AIM OF THE EXERCISE – Lines from the records below that contain the word "TaskError" are to be copied out.

Collection entries:
______________________________
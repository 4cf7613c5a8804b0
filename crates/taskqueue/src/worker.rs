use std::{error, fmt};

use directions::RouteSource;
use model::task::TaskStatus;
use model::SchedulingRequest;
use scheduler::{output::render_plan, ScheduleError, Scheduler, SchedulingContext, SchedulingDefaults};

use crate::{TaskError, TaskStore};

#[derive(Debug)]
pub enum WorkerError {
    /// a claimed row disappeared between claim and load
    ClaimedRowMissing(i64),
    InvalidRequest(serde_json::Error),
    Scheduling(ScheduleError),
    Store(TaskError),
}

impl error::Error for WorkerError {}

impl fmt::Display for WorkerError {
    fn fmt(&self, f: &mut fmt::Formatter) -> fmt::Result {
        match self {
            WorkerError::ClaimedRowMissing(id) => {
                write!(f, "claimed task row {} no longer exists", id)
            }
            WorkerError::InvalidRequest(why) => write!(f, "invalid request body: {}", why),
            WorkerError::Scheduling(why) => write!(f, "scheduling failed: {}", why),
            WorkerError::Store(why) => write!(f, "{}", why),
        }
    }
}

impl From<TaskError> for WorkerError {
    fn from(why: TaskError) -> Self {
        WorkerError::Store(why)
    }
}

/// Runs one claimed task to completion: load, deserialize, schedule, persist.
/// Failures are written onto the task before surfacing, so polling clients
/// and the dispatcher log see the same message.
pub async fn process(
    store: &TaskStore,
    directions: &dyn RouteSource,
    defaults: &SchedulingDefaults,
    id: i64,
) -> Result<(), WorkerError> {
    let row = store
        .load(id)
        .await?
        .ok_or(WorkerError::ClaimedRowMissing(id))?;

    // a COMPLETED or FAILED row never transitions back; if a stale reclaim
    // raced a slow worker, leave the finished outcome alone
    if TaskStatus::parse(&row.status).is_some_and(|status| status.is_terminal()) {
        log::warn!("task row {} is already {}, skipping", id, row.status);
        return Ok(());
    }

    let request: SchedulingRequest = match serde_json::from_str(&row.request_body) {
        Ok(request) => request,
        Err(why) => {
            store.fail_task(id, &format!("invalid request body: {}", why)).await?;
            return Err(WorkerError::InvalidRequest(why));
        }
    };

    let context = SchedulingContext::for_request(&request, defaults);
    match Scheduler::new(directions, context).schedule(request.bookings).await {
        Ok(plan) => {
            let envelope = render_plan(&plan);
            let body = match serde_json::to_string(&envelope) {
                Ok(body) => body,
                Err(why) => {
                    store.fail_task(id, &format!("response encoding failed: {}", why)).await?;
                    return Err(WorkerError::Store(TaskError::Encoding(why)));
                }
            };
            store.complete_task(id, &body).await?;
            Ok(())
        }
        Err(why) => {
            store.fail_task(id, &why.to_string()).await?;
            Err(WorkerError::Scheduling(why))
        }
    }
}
______________________________
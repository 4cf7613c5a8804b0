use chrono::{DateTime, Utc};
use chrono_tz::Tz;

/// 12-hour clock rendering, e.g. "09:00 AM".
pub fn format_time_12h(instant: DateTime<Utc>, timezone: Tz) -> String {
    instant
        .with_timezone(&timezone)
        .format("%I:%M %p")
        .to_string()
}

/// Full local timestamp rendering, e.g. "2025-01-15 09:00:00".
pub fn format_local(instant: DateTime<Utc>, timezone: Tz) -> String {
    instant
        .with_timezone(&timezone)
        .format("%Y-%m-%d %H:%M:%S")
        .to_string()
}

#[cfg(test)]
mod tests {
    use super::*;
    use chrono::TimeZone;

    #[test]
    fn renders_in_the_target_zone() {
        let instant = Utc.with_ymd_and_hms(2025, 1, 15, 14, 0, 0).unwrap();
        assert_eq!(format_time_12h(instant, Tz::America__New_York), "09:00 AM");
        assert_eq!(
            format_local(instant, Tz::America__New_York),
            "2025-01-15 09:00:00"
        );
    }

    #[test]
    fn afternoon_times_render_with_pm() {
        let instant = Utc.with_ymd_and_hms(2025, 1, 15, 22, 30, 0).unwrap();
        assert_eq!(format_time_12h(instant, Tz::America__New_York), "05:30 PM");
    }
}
______________________________
ANSWER BELOW –
use crate::{TaskError, TaskStore};
    Store(TaskError),
impl From<TaskError> for WorkerError {
    fn from(why: TaskError) -> Self {
                    return Err(WorkerError::Store(TaskError::Encoding(why)));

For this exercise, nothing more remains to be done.